Shortly afterwards, in August, the major parties eventually agreed to offshore processing of asylum seekers in Nauru and Papua New Guinea. This return to a ''Pacific Solution'' followed some of the recommendations of an expert panel appointed to break a parliamentary deadlock.
Education financing debate peaked in September when the government announced its response to the Gonski Report. The sensitivities of school funding bogged down any action in inter-government and inter-party disagreements. This issue is symptomatic of a several major policy areas, including the National Disability Insurance Scheme and the Murray Darling Basin, where progress is hindered by lack of money and the failure of governments to cooperate. Both sides of politics are trapped by the search for a budget surplus, given so many calls on government funds and persistent cost-of-living pressures.
In the same month the Sydney shock-jock Alan Jones, a Coalition favourite, was revealed to have told a university Liberal audience that Gillard's father had ''died of shame'' at his daughter's alleged lies. Gillard was livid and Jones was universally criticised to varying degrees.
Negative political and community reaction against him was so immense that he was disowned temporarily by his station 2GB as advertisers withdrew their support.
Coalition deserter Peter Slipper resigned as Speaker in October, having been earlier stood down amid sexual abuse allegations by a former staffer. He became yet another Independent. Neither of the major parties emerged well from the court revelations as they kept their eyes firmly fixed on Slipper's vote. His sleazy behaviour complemented the misuse of union funds surrounding Labor MP Craig Thomson, who had himself moved to the crossbenches.
The parliamentary battle over Slipper, together with the Jones affair, had one extraordinary unintended consequence. As the government defended Slipper's right to due process, Gillard delivered a fiery attack on Opposition Leader Tony Abbott for misogyny and sexism. She was initially criticised by the Canberra press gallery for defending the indefensible (Slipper), but as the speech went viral online around the world the first judgments were overturned and Gillard emerged, if not triumphant, at least ahead. Abbott's confidence was dented amid renewed discussion of sexism in politics, leading later in the year to his deputy, Julie Bishop, making the running against Gillard over allegations of professional misconduct 20 years earlier.
In the same month, October, a Labor member's gay marriage bill was comfortably defeated. For most of the year intense debate had covered not just the substance of marriage politics but whether the parties should allow a free vote (Labor did but the Coalition did not). The churches campaigned vigorously against marriage reform.

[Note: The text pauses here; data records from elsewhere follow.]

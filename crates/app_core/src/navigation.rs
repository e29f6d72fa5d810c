//! Navigation state over the ordered gallery index

use app_fs::MediaItem;
use rand::rngs::StdRng;
use rand::{Rng, SeedableRng};
use std::collections::VecDeque;

/// Navigation state for one page load
///
/// Moves are clamped at both ends of the list; there is no wraparound.
pub struct NavigationState {
    items: Vec<MediaItem>,
    current: usize,

    /// Visited indices, most recent last
    history: VecDeque<usize>,
    history_limit: usize,

    /// Indices `random` has not handed out yet
    shuffle_pool: Vec<usize>,
    rng: StdRng,
}

impl NavigationState {
    pub fn new(items: Vec<MediaItem>, history_limit: usize) -> Self {
        Self::with_rng(items, history_limit, StdRng::from_entropy())
    }

    /// Deterministic random order, for reproducible sessions
    pub fn with_seed(items: Vec<MediaItem>, history_limit: usize, seed: u64) -> Self {
        Self::with_rng(items, history_limit, StdRng::seed_from_u64(seed))
    }

    fn with_rng(items: Vec<MediaItem>, history_limit: usize, rng: StdRng) -> Self {
        let mut state = Self {
            items,
            current: 0,
            history: VecDeque::new(),
            history_limit: history_limit.max(1),
            shuffle_pool: Vec::new(),
            rng,
        };
        state.refill_shuffle_pool(0);
        state
    }

    pub fn items(&self) -> &[MediaItem] {
        &self.items
    }

    pub fn len(&self) -> usize {
        self.items.len()
    }

    pub fn is_empty(&self) -> bool {
        self.items.is_empty()
    }

    /// Get current index, `None` for an empty gallery
    pub fn current_index(&self) -> Option<usize> {
        if self.items.is_empty() {
            None
        } else {
            Some(self.current)
        }
    }

    /// Get current item
    pub fn current_item(&self) -> Option<&MediaItem> {
        self.items.get(self.current)
    }

    pub fn index_of(&self, relative_path: &str) -> Option<usize> {
        self.items
            .iter()
            .position(|item| item.relative_path == relative_path)
    }

    /// Visit history, oldest first
    pub fn history(&self) -> impl Iterator<Item = usize> + '_ {
        self.history.iter().copied()
    }

    /// Remaining shuffle pool, in no particular order
    pub fn shuffle_pool(&self) -> &[usize] {
        &self.shuffle_pool
    }

    /// Jump to an index, recording the previous one in history
    pub fn jump_to(&mut self, index: usize) -> bool {
        if index >= self.items.len() {
            return false;
        }
        self.visit(index)
    }

    /// Move to next item
    pub fn next(&mut self) -> bool {
        if self.current + 1 < self.items.len() {
            self.visit(self.current + 1)
        } else {
            false
        }
    }

    /// Move to previous item
    pub fn prev(&mut self) -> bool {
        if self.current > 0 && !self.items.is_empty() {
            self.visit(self.current - 1)
        } else {
            false
        }
    }

    /// Jump to a random item without repeats until the pool runs dry
    pub fn random(&mut self) -> bool {
        if self.items.len() < 2 {
            return false;
        }

        let picked = loop {
            if self.shuffle_pool.is_empty() {
                self.refill_shuffle_pool(self.current);
            }
            let slot = self.rng.gen_range(0..self.shuffle_pool.len());
            let candidate = self.shuffle_pool.swap_remove(slot);
            // Reached through next/prev: already seen, draw again
            if candidate != self.current {
                break candidate;
            }
        };

        if self.shuffle_pool.is_empty() {
            self.refill_shuffle_pool(picked);
        }

        self.visit(picked)
    }

    /// Go back in history
    pub fn back(&mut self) -> bool {
        while let Some(previous) = self.history.pop_back() {
            if previous < self.items.len() && previous != self.current {
                self.current = previous;
                return true;
            }
        }
        false
    }

    /// First item of a different folder after the current one, else the last item
    pub fn group_next(&mut self) -> bool {
        let parent = match self.current_item() {
            Some(item) => item.parent_dir().to_string(),
            None => return false,
        };

        let target = self.items[self.current + 1..]
            .iter()
            .position(|item| item.parent_dir() != parent)
            .map(|offset| self.current + 1 + offset)
            .unwrap_or(self.items.len() - 1);

        self.visit(target)
    }

    /// Nearest item of a different folder before the current one, else the first item
    pub fn group_prev(&mut self) -> bool {
        let parent = match self.current_item() {
            Some(item) => item.parent_dir().to_string(),
            None => return false,
        };

        let target = self.items[..self.current]
            .iter()
            .rposition(|item| item.parent_dir() != parent)
            .unwrap_or(0);

        self.visit(target)
    }

    /// First item sharing the current item's folder
    pub fn group_first(&mut self) -> bool {
        let parent = match self.current_item() {
            Some(item) => item.parent_dir().to_string(),
            None => return false,
        };

        match self.items.iter().position(|item| item.parent_dir() == parent) {
            Some(target) => self.visit(target),
            None => false,
        }
    }

    /// Last item sharing the current item's folder
    pub fn group_last(&mut self) -> bool {
        let parent = match self.current_item() {
            Some(item) => item.parent_dir().to_string(),
            None => return false,
        };

        match self.items.iter().rposition(|item| item.parent_dir() == parent) {
            Some(target) => self.visit(target),
            None => false,
        }
    }

    /// Remove the current item after it was deleted
    pub fn remove_current(&mut self) -> Option<MediaItem> {
        if self.items.is_empty() {
            return None;
        }
        self.remove(self.current)
    }

    /// Remove an item; history and shuffle pool are re-indexed
    ///
    /// When the current item is removed, the next item becomes current, or the
    /// previous one if it was last.
    pub fn remove(&mut self, index: usize) -> Option<MediaItem> {
        if index >= self.items.len() {
            return None;
        }

        let removed = self.items.remove(index);

        let shift = |i: usize| if i > index { i - 1 } else { i };

        let mut history = VecDeque::with_capacity(self.history.len());
        for i in self.history.drain(..).filter(|&i| i != index).map(shift) {
            if history.back() != Some(&i) {
                history.push_back(i);
            }
        }
        self.history = history;

        self.shuffle_pool.retain(|&i| i != index);
        for i in self.shuffle_pool.iter_mut() {
            *i = shift(*i);
        }

        if self.current > index {
            self.current -= 1;
        } else if self.current == index && self.current >= self.items.len() {
            self.current = self.items.len().saturating_sub(1);
        }

        tracing::debug!(
            "Removed {} from navigation, {} items left",
            removed.relative_path,
            self.items.len()
        );
        Some(removed)
    }

    fn visit(&mut self, target: usize) -> bool {
        if target == self.current {
            return false;
        }

        self.history.push_back(self.current);
        while self.history.len() > self.history_limit {
            self.history.pop_front();
        }

        self.current = target;
        true
    }

    fn refill_shuffle_pool(&mut self, exclude: usize) {
        self.shuffle_pool = (0..self.items.len()).filter(|&i| i != exclude).collect();
    }
}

These churches, especially the Catholic Church and its recognised spokesman the Archbishop of Sydney Cardinal George Pell, were in the news in November when, just as state enquiries were under way in Victoria and NSW, the Gillard government announced a royal commission on child sexual abuse. The concentration was on institutions and organisations rather than individuals. Shortly afterwards an inquiry into sexual abuse in the defence forces, including the Australian Defence Force Academy, was launched.
The losers in the year's political events have often been public institutions such as Parliament and the political parties. But this has also been a year in which the finger could equally be pointed at traditional community institutions for their own appalling behaviour.
John Warhurst is an emeritus professor of political science at the Australian National University.